Başlarda bahçelerin, yemekhanenin düzenli olarak dezenfekte edildiğini hatırlatan işçi, “Bizlere de kendi çevremizi dezenfekte etmemiz için çamaşır suyu ve su karışımı verilmişti. Ancak son 1 aydır bizlere çamaşır sulu su verilmiyor ve uzun süredir bir dezenfekte işlemi uygulandığını göremedik. Vestel’de ‘normalleşme’ çok önceden başladı” diye konuştu.

"İŞÇİLERİ BORÇLANIYOR"

Vestel’deki çalışma koşullarının vücut dirençlerini düşürdüğünü söyleyen bir başka işçi, sözlerini şöyle sürdürdü: “12 saatlik çalışma, kumanyalarla yetersiz beslenme hepimizin bağışıklığını düşürüyor. Kan değerlerim çok düşmüş. Sağlıkçılar virüsle baş etmek için bağışıklığımızın yüksek olması gerektiğini söylüyor ama bu koşullar altında bu mümkün değil.” Salgın döneminin başında kronik hastalığı olanlara idari izin verilerek evlerine gönderildiğini hatırlatan Vestel işçisi, “Oysaki arkadaşlarımızın izinlerini yıllık izin olarak göstermişler. 2 aydan uzun süredir çalışmayan arkadaşlarımız fazladan yıllık izin kullandıkları için fabrikaya borçlanmış durumda. Devlet halklara vermediği parayı sermayeye aktarırken Vestel’in gözü doymuyor; işçileri borçlandırmaya devam ediyor” diye konuştu.

"İŞSİZ KALMAK BİR KABUS"

Hijyen ve çalışma koşullarını konuştuğumuz Döktaş Döküm fabrikası işçisi işyerinde dezenfektan uygulaması, yemekhane ve servislerde mesafe kurallarına uyulması gibi önlemlerin alındığını belirtti. İşçi, “Ancak soyunma odalarını hâlâ kullanmaya devam ediyoruz, yemekhanede masalar dezenfekte edilmiyor. Alınan yarım önlemlerle risk devam ediyor” diye konuştu.
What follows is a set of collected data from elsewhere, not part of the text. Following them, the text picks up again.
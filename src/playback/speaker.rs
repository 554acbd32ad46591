//! Speaker output through `cpal`.
//!
//! A cpal stream is not `Send`, so it lives on a dedicated thread for as
//! long as the device is open. The [`SpeakerDevice`] handed to the
//! scheduler only shares a [`Timeline`] with the output callback.
//!
//! The device clock is the number of frames the callback has rendered,
//! so `current_time()` advances exactly as fast as the hardware consumes
//! audio and scheduled start times line up with what is heard.

// ============================================================================
// Imports
// ============================================================================

use std::collections::VecDeque;
use std::fmt;
use std::sync::Arc;
use std::sync::mpsc;
use std::thread::{self, JoinHandle};

use cpal::traits::{DeviceTrait, HostTrait, StreamTrait};
use cpal::{SampleFormat, SampleRate, StreamConfig};
use parking_lot::Mutex;
use tracing::{debug, error, info};

use crate::error::{Error, Result};

use super::device::{AudioFormat, PlaybackDevice, PlaybackDeviceFactory, SampleBuffer};

// ============================================================================
// Timeline
// ============================================================================

/// Interleaved samples waiting to be rendered, indexed from the playhead.
#[derive(Debug)]
struct Timeline {
    channels: usize,
    played_frames: u64,
    pending: VecDeque<f32>,
}

impl Timeline {
    fn new(channels: u16) -> Self {
        Self {
            channels: usize::from(channels.max(1)),
            played_frames: 0,
            pending: VecDeque::new(),
        }
    }

    /// Mixes `samples` in from absolute frame `start_frame`.
    ///
    /// Whatever falls before the playhead is already late and is cut.
    fn mix(&mut self, samples: &[f32], start_frame: u64) {
        let late_frames = self.played_frames.saturating_sub(start_frame);
        let skip = usize::try_from(late_frames)
            .unwrap_or(usize::MAX)
            .saturating_mul(self.channels)
            .min(samples.len());
        let samples = &samples[skip..];

        let lead_frames = start_frame.saturating_sub(self.played_frames);
        let offset = usize::try_from(lead_frames)
            .unwrap_or(usize::MAX)
            .saturating_mul(self.channels);
        let end = offset.saturating_add(samples.len());

        if self.pending.len() < end {
            self.pending.resize(end, 0.0);
        }
        for (slot, sample) in self.pending.range_mut(offset..end).zip(samples) {
            *slot += sample;
        }
    }

    /// Fills one output period, silence where nothing is scheduled.
    fn render(&mut self, out: &mut [f32]) {
        for slot in out.iter_mut() {
            *slot = self.pending.pop_front().unwrap_or(0.0);
        }
        self.played_frames += (out.len() / self.channels) as u64;
    }

    fn clear(&mut self) {
        self.pending.clear();
    }
}

// ============================================================================
// SpeakerDevice
// ============================================================================

/// Playback on the host's default output device.
pub struct SpeakerDevice {
    format: AudioFormat,
    timeline: Arc<Mutex<Timeline>>,
    stop_tx: Option<mpsc::Sender<()>>,
    thread: Option<JoinHandle<()>>,
}

impl fmt::Debug for SpeakerDevice {
    fn fmt(&self, f: &mut fmt::Formatter<'_>) -> fmt::Result {
        f.debug_struct("SpeakerDevice")
            .field("format", &self.format)
            .field("open", &self.stop_tx.is_some())
            .finish_non_exhaustive()
    }
}

impl SpeakerDevice {
    /// Opens the default output device and starts rendering silence.
    ///
    /// Blocks until the output stream is running.
    ///
    /// # Errors
    ///
    /// Returns [`Error::Playback`] if there is no output device or it does
    /// not support `f32` samples in `format`.
    pub fn open(format: AudioFormat) -> Result<Self> {
        let timeline = Arc::new(Mutex::new(Timeline::new(format.channels)));
        let (ready_tx, ready_rx) = mpsc::channel::<Result<()>>();
        let (stop_tx, stop_rx) = mpsc::channel::<()>();

        let shared = Arc::clone(&timeline);
        let thread = thread::Builder::new()
            .name("agent-live-speaker".to_owned())
            .spawn(move || {
                let stream = match build_stream(format, shared) {
                    Ok(stream) => stream,
                    Err(e) => {
                        let _ = ready_tx.send(Err(e));
                        return;
                    }
                };
                let _ = ready_tx.send(Ok(()));

                // Until close() or drop
                let _ = stop_rx.recv();
                drop(stream);
                debug!("Output stream stopped");
            })
            .map_err(|e| Error::playback(format!("Failed to spawn output thread: {e}")))?;

        match ready_rx.recv() {
            Ok(Ok(())) => {
                info!(
                    sample_rate = format.sample_rate,
                    channels = format.channels,
                    "Speaker opened"
                );
                Ok(Self {
                    format,
                    timeline,
                    stop_tx: Some(stop_tx),
                    thread: Some(thread),
                })
            }
            Ok(Err(e)) => {
                let _ = thread.join();
                Err(e)
            }
            Err(_) => Err(Error::playback("Output thread exited during setup")),
        }
    }

    fn sample_rate(&self) -> f64 {
        f64::from(self.format.sample_rate)
    }
}

impl PlaybackDevice for SpeakerDevice {
    fn current_time(&self) -> f64 {
        self.timeline.lock().played_frames as f64 / self.sample_rate()
    }

    fn schedule(&mut self, buffer: &SampleBuffer, start_time: f64) -> Result<()> {
        if self.stop_tx.is_none() {
            return Err(Error::playback("Speaker is closed"));
        }
        if buffer.format != self.format {
            return Err(Error::playback(format!(
                "Buffer is {} Hz/{} ch, speaker plays {} Hz/{} ch",
                buffer.format.sample_rate,
                buffer.format.channels,
                self.format.sample_rate,
                self.format.channels
            )));
        }

        let start_frame = (start_time.max(0.0) * self.sample_rate()).round() as u64;
        self.timeline.lock().mix(&buffer.samples, start_frame);
        Ok(())
    }

    fn close(&mut self) {
        // Dropping the sender wakes the output thread
        if self.stop_tx.take().is_none() {
            return;
        }
        if let Some(thread) = self.thread.take()
            && thread.join().is_err()
        {
            error!("Output thread panicked");
        }
        self.timeline.lock().clear();
    }
}

impl Drop for SpeakerDevice {
    fn drop(&mut self) {
        self.close();
    }
}

fn build_stream(format: AudioFormat, timeline: Arc<Mutex<Timeline>>) -> Result<cpal::Stream> {
    let host = cpal::default_host();
    let device = host
        .default_output_device()
        .ok_or_else(|| Error::playback("No output device available"))?;

    let rate = SampleRate(format.sample_rate);
    let supported = device
        .supported_output_configs()
        .map_err(|e| Error::playback(e.to_string()))?
        .find(|c| {
            c.channels() == format.channels
                && c.sample_format() == SampleFormat::F32
                && c.min_sample_rate() <= rate
                && rate <= c.max_sample_rate()
        })
        .ok_or_else(|| {
            Error::playback(format!(
                "No f32 output config for {} Hz, {} channel(s)",
                format.sample_rate, format.channels
            ))
        })?
        .with_sample_rate(rate);
    let config: StreamConfig = supported.into();

    let stream = device
        .build_output_stream(
            &config,
            move |data: &mut [f32], _: &cpal::OutputCallbackInfo| timeline.lock().render(data),
            |err| error!(error = %err, "Audio output stream error"),
            None,
        )
        .map_err(|e| Error::playback(e.to_string()))?;
    stream.play().map_err(|e| Error::playback(e.to_string()))?;

    Ok(stream)
}

// ============================================================================
// SpeakerFactory
// ============================================================================

/// Factory for [`SpeakerDevice`].
#[derive(Debug, Default, Clone, Copy)]
pub struct SpeakerFactory;

impl PlaybackDeviceFactory for SpeakerFactory {
    fn create(&self, format: AudioFormat) -> Result<Box<dyn PlaybackDevice>> {
        Ok(Box::new(SpeakerDevice::open(format)?))
    }
}

// ============================================================================
// Tests
// ============================================================================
Pandemi başında esnek çalışma uygulamasına geçtiklerini ve bunun asıl sebebinin fabrikanın aldığı işlerin az olması olduğunu söyleyen işçi, “Fabrikada iş olsaydı bizim canımız kimsenin umurunda olmaz bir kılıf uydurup, bizi en ağır şekilde çalıştırmaya devam ederlerdi. Dün patronların kâr hırsı için kimsenin canını umursamadan AVM’leri, plajları açanlar bizi hiç acımadan ateşe atarlar” diye konuştu. Hastalanmaktan çok evine ekmek götürememekten korktuğunu söyleyen Döktaş işçisi, şunları söyledi: “Bu süreçte virüse yakalanıp hastalanmaktan çok biz emekçileri işsiz kalmak korkutuyor. Bugün çalışıyorum, biraz eksik biraz fazla maaşımı alıyorum ama yarın ne olacak bilmiyoruz. Bugüne kadar işçilerden toplananlar oluşturulan işsizlik fonunun patronlara teşvik olarak aktarıldığını düşünürsek bu şartlar altında işsiz kalmak emekçiler için bir kabus.”